At my talk on Saturday night, several people indicated an interest in a bibliography for people who want to read more about “limits to growth” issues. I recognize the need for more information on this subject, but on the other hand, I feel a bit ambivalent about throwing inquiring minds into what is possibly a literary and scientific briar patch. If I try to “improve” the bibliography and explain what each book contains that is of value, the project could spin out of control, and instead of a blog post I might wind up writing another book.
Ideally, before recommending a book to someone I’d try to figure out their interests and understanding of “limits to growth” issues. Everyone is different. I’d ask: have you heard of peak oil? Are you vegan, or vegan-sympathetic? Have you looked at any of the “doomer” web sites? Have you heard of the Club of Rome or read anything from them, perhaps the original book on The Limits to Growth? And so forth.
I decided to limit this to the number of books, articles, or web sites about which I could actually briefly say something, and include both items which are popular and accessible (but also are possibly shallow), as well as items which are academic and boring (but may have the real story). This list is not complete, and the subject is really complex. I hope that this list will be useful to someone out there. Send me an e-mail and let me know.
Peak oil / energy issues
If you don’t know anything about peak oil, you might start with Heinberg and Kunstler, both of whose books are now a bit dated but still explain the basic concepts well. Drilling Down is more technical but ties in the idea of complexity with that of societal collapse in an interesting way. Deffeyes is also dated and also rather technical but explains the basic mathematics behind Hubbert’s ideas (Hubbert is an important peak oil theoretician). Browse the web sites to see if anything grabs your attention.

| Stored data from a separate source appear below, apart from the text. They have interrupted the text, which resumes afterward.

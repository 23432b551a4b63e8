//! Command handlers for the fund CLI.
//!
//! This module contains implementations for all CLI subcommands. Every handler returns an `Out`
//! so that the one-shot CLI and the interactive shell print results the same way.

mod auth;
mod delete;
mod init;
mod insert;
mod list;
mod publish;
mod report;
mod reset;
mod shell;
mod summary;
mod update;
mod users;

use crate::api::{self, Mode, Remote};
use crate::args::{Command, InsertSubcommand, UpdateSubcommand, UsersAction};
use crate::error::{public_error, ErrorType, IntoResult};
use crate::{Config, Result};
use serde::Serialize;
use std::fmt::Debug;
use tracing::{debug, info};

pub use auth::{login, logout, whoami};
pub use delete::delete;
pub use init::init;
pub use insert::{insert_donor, insert_expense, insert_initial, insert_weekly};
pub use list::{list, Listing, ListedEntry, Source};
pub use publish::{publish, Published};
pub use report::{report, Written};
pub use reset::reset;
pub use shell::shell;
pub use summary::{summary, Summary, WeekTotals};
pub use update::{update_donor, update_expense, update_initial, update_weekly};
pub use users::{users_add, users_list, users_remove};

/// The output type for a command. This allows the command to return a consistent message and,
/// optionally, structured data to both the command line and the interactive shell.
#[derive(Debug, Clone, Serialize)]
pub struct Out<T>
where
    T: Serialize + Clone + Debug,
{
    /// A message that can be printed to the user regarding the outcome of the command execution.
    message: String,

    /// Any structured data that needs to be output from the call.
    structure: Option<T>,
}

impl<T, S> From<S> for Out<T>
where
    T: Debug + Clone + Serialize,
    S: Into<String>,
{
    fn from(value: S) -> Self {
        Out::new_message(value)
    }
}

impl<T> Out<T>
where
    T: Serialize + Clone + Debug,
{
    /// Create a new `Out` object that has `Some(structure)`.
    pub fn new<S>(message: S, structure: T) -> Self
    where
        S: Into<String>,
    {
        Self {
            message: message.into(),
            structure: Some(structure),
        }
    }

    /// Create a new `Out` object that has `None` for `structure`.
    pub fn new_message<S>(message: S) -> Self
    where
        S: Into<String>,
    {
        Self {
            message: message.into(),
            structure: None,
        }
    }

    /// Get the `message`.
    pub fn message(&self) -> &str {
        &self.message
    }

    /// Get the structured data stored in `structure`.
    pub fn structure(&self) -> Option<&T> {
        self.structure.as_ref()
    }

    /// Print the message to `info!` and the structured data (if it exists) as JSON to `debug!`.
    pub fn print(&self) {
        info!("{}", self.message);
        self.debug_structure();
    }

    /// Print the message to stdout, for output that is the point of the command (listings and
    /// the summary), and the structured data (if it exists) as JSON to `debug!`.
    pub fn print_stdout(&self) {
        println!("{}", self.message);
        self.debug_structure();
    }

    fn debug_structure(&self) {
        if let Some(structure) = self.structure() {
            if let Ok(json) = serde_json::to_string_pretty(structure) {
                debug!("Command output:\n\n{json}\n\n");
            }
        }
    }
}

/// Runs any command that works against an existing data directory. `init` and `shell` are handled
/// by the caller.
pub async fn run(config: &Config, mode: Mode, command: &Command) -> Result<()> {
    let _: () = match command {
        Command::Init(_) | Command::Shell => {
            return Err(public_error(
                ErrorType::Validation,
                "init and shell cannot be run from the shell",
            ))
        }

        Command::Login(args) => login(config, mode, &args.username, &args.password)
            .await?
            .print(),
        Command::Logout => logout(config).await?.print(),
        Command::Whoami => whoami(config).await?.print(),

        Command::Users(users_args) => match users_args.action() {
            UsersAction::List => users_list(config, mode).await?.print_stdout(),
            UsersAction::Add(args) => users_add(config, mode, args).await?.print(),
            UsersAction::Remove(args) => users_remove(config, mode, args).await?.print(),
        },

        Command::Insert(insert_args) => match insert_args.entry() {
            InsertSubcommand::Initial(args) => insert_initial(config, args).await?.print(),
            InsertSubcommand::Weekly(args) => insert_weekly(config, mode, args).await?.print(),
            InsertSubcommand::Donor(args) => insert_donor(config, args).await?.print(),
            InsertSubcommand::Expense(args) => insert_expense(config, args).await?.print(),
        },

        Command::Update(update_args) => match update_args.entry() {
            UpdateSubcommand::Initial(args) => update_initial(config, mode, args).await?.print(),
            UpdateSubcommand::Weekly(args) => update_weekly(config, mode, args).await?.print(),
            UpdateSubcommand::Donor(args) => update_donor(config, mode, args).await?.print(),
            UpdateSubcommand::Expense(args) => update_expense(config, mode, args).await?.print(),
        },

        Command::Delete(args) => delete(config, mode, args).await?.print(),
        Command::Publish(args) => publish(config, mode, args).await?.print(),
        Command::Reset(args) => reset(config, mode, args).await?.print(),
        Command::List(args) => list(config, mode, args).await?.print_stdout(),
        Command::Summary(args) => summary(config, mode, args).await?.print_stdout(),
        Command::Report(args) => report(config, mode, args).await?.print(),
    };
    Ok(())
}

/// "1 weekly collection" or "2 weekly collections".
pub(crate) fn plural(count: usize, one: &str, many: &str) -> String {
    if count == 1 {
        format!("{count} {one}")
    } else {
        format!("{count} {many}")
    }
}

/// Connects to the table store configured for `mode`.
pub(crate) async fn connect(config: &Config, mode: Mode) -> Result<Remote> {
    api::remote(config, mode).await.pub_result(ErrorType::Config)
}
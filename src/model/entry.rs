//! The four kinds of ledger records.
//!
//! Every record carries an `id`, a calendar `date`, its amount field(s), a free text field and
//! optional attribution. Staged records get a locally generated UUID as their `id`; published
//! records carry the identifier assigned by the remote store.

use crate::model::{Amount, EntryKind};
use chrono::NaiveDate;
use rust_decimal::Decimal;
use serde::{Deserialize, Serialize};
use std::cmp::Ordering;
use uuid::Uuid;

/// The share of a weekly collection's gross amount set aside for consumption (5%).
pub const CONSUMPTION_RATE: Decimal = Decimal::from_parts(5, 0, 0, false, 2);

/// The share of a weekly collection's gross amount paid as commission (10%).
pub const COMMISSION_RATE: Decimal = Decimal::from_parts(10, 0, 0, false, 2);

/// Behavior shared by every record kind.
pub trait Entry {
    const KIND: EntryKind;

    fn id(&self) -> &str;

    fn date(&self) -> NaiveDate;

    /// The amount this record contributes to its total: the net amount for weekly collections,
    /// the nominal amount for everything else.
    fn amount(&self) -> Amount;

    fn created_by(&self) -> Option<&str>;

    fn set_edited_by(&mut self, user: &str);
}

/// Generates a new identifier for a staged record.
pub fn new_id() -> String {
    Uuid::new_v4().to_string()
}

/// Funds carried over from the previous committee.
#[derive(Debug, Clone, PartialEq, Serialize, Deserialize)]
pub struct InitialBalance {
    pub id: String,
    pub date: NaiveDate,
    pub amount: Amount,
    #[serde(default, skip_serializing_if = "Option::is_none")]
    pub created_by: Option<String>,
    #[serde(default, skip_serializing_if = "Option::is_none")]
    pub edited_by: Option<String>,
}

impl InitialBalance {
    pub fn new(date: NaiveDate, amount: Amount, created_by: Option<String>) -> Self {
        Self {
            id: new_id(),
            date,
            amount,
            created_by,
            edited_by: None,
        }
    }
}

/// The deductions taken from a weekly collection's gross amount.
#[derive(Debug, Clone, Copy, PartialEq, Eq, Serialize, Deserialize)]
pub struct Cuts {
    pub consumption: Amount,
    pub commission: Amount,
    pub net: Amount,
}

impl Cuts {
    /// `consumption = gross × 5%`, `commission = gross × 10%`, and the remainder is `net`.
    pub fn from_gross(gross: Amount) -> Self {
        let consumption = gross.percent(CONSUMPTION_RATE);
        let commission = gross.percent(COMMISSION_RATE);
        Self {
            consumption,
            commission,
            net: gross - consumption - commission,
        }
    }
}

/// Money collected in one zone during one week.
#[derive(Debug, Clone, PartialEq, Serialize, Deserialize)]
pub struct WeeklyCollection {
    pub id: String,
    pub date: NaiveDate,
    /// A free-form week label such as `Minggu ke-3`.
    pub week: String,
    /// The neighborhood unit the money was collected in, e.g. `RT 01`.
    pub zone: String,
    pub gross: Amount,
    pub consumption_cut: Amount,
    pub commission_cut: Amount,
    pub net: Amount,
    #[serde(default, skip_serializing_if = "Option::is_none")]
    pub created_by: Option<String>,
    #[serde(default, skip_serializing_if = "Option::is_none")]
    pub edited_by: Option<String>,
}

impl WeeklyCollection {
    pub fn new(
        date: NaiveDate,
        week: impl Into<String>,
        zone: impl Into<String>,
        gross: Amount,
        created_by: Option<String>,
    ) -> Self {
        let cuts = Cuts::from_gross(gross);
        Self {
            id: new_id(),
            date,
            week: week.into(),
            zone: zone.into(),
            gross,
            consumption_cut: cuts.consumption,
            commission_cut: cuts.commission,
            net: cuts.net,
            created_by,
            edited_by: None,
        }
    }

    /// Sets `gross` and recomputes the cuts and the net amount from it.
    pub fn set_gross(&mut self, gross: Amount) {
        let cuts = Cuts::from_gross(gross);
        self.gross = gross;
        self.consumption_cut = cuts.consumption;
        self.commission_cut = cuts.commission;
        self.net = cuts.net;
    }

    /// True when this entry is for the same week and zone, compared with `same_label`.
    pub fn same_slot(&self, week: &str, zone: &str) -> bool {
        self.in_week(week) && same_label(&self.zone, zone)
    }

    pub fn in_week(&self, week: &str) -> bool {
        same_label(&self.week, week)
    }
}

/// Week and zone labels are equal after trimming and ignoring ASCII case.
pub fn same_label(a: &str, b: &str) -> bool {
    a.trim().eq_ignore_ascii_case(b.trim())
}

/// The form of a label that `same_label` compares.
pub fn label_key(label: &str) -> String {
    label.trim().to_ascii_lowercase()
}

/// A contribution from a named donor.
#[derive(Debug, Clone, PartialEq, Serialize, Deserialize)]
pub struct Donation {
    pub id: String,
    pub date: NaiveDate,
    pub donor: String,
    pub amount: Amount,
    #[serde(default, skip_serializing_if = "Option::is_none")]
    pub created_by: Option<String>,
    #[serde(default, skip_serializing_if = "Option::is_none")]
    pub edited_by: Option<String>,
}

impl Donation {
    pub fn new(
        date: NaiveDate,
        donor: impl Into<String>,
        amount: Amount,
        created_by: Option<String>,
    ) -> Self {
        Self {
            id: new_id(),
            date,
            donor: donor.into(),
            amount,
            created_by,
            edited_by: None,
        }
    }
}

/// Money spent from the fund.
#[derive(Debug, Clone, PartialEq, Serialize, Deserialize)]
pub struct Expense {
    pub id: String,
    pub date: NaiveDate,
    pub purpose: String,
    pub amount: Amount,
    #[serde(default, skip_serializing_if = "Option::is_none")]
    pub created_by: Option<String>,
    #[serde(default, skip_serializing_if = "Option::is_none")]
    pub edited_by: Option<String>,
}

impl Expense {
    pub fn new(
        date: NaiveDate,
        purpose: impl Into<String>,
        amount: Amount,
        created_by: Option<String>,
    ) -> Self {
        Self {
            id: new_id(),
            date,
            purpose: purpose.into(),
            amount,
            created_by,
            edited_by: None,
        }
    }
}

macro_rules! impl_entry {
    ($ty:ty, $kind:expr, |$s:ident| $amount:expr) => {
        impl Entry for $ty {
            const KIND: EntryKind = $kind;

            fn id(&self) -> &str {
                &self.id
            }

            fn date(&self) -> NaiveDate {
                self.date
            }

            fn amount(&self) -> Amount {
                let $s = self;
                $amount
            }

            fn created_by(&self) -> Option<&str> {
                self.created_by.as_deref()
            }

            fn set_edited_by(&mut self, user: &str) {
                self.edited_by = Some(user.to_string());
            }
        }
    };
}

impl_entry!(InitialBalance, EntryKind::Initial, |s| s.amount);
impl_entry!(WeeklyCollection, EntryKind::Weekly, |s| s.net);
impl_entry!(Donation, EntryKind::Donor, |s| s.amount);
impl_entry!(Expense, EntryKind::Expense, |s| s.amount);

/// Extracts the first run of digits in a week label, e.g. `10` for `Minggu ke-10`. Labels without
/// digits are treated as week 0.
pub fn week_number(label: &str) -> u64 {
    label
        .chars()
        .skip_while(|c| !c.is_ascii_digit())
        .take_while(|c| c.is_ascii_digit())
        .fold(0u64, |n, c| {
            n.saturating_mul(10)
                .saturating_add(u64::from(c.to_digit(10).unwrap_or(0)))
        })
}

/// Orders week labels numerically, falling back to the label text for equal numbers.
pub fn compare_weeks(a: &str, b: &str) -> Ordering {
    week_number(a)
        .cmp(&week_number(b))
        .then_with(|| a.cmp(b))
}

/// Sorts entries by date, oldest first. The sort is stable so entries on the same date keep their
/// insertion order.
pub fn sorted_by_date<T>(entries: &[T]) -> Vec<&T>
where
    T: Entry,
{
    let mut sorted: Vec<&T> = entries.iter().collect();
    sorted.sort_by_key(|e| e.date());
    sorted
}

Deffeyes, Kenneth S. Beyond Oil: The View from Hubbert’s Peak. New York: Hill and Wang, 2005.
Heinberg, Richard. The Party’s Over. New Society Publishers, 2005.
Kunstler, James. The Long Emergency: Surviving the Converging Catastrophes of the Twenty-first Century. Atlantic Monthly Press, 2005.
Tainter, Joseph and Patzek, Tad. Drilling Down: The Gulf Oil Debacle and Our Energy Dilemma. Springer, 2011.
The Oil Drum web site — http://www.theoildrum.com/ (archived web site).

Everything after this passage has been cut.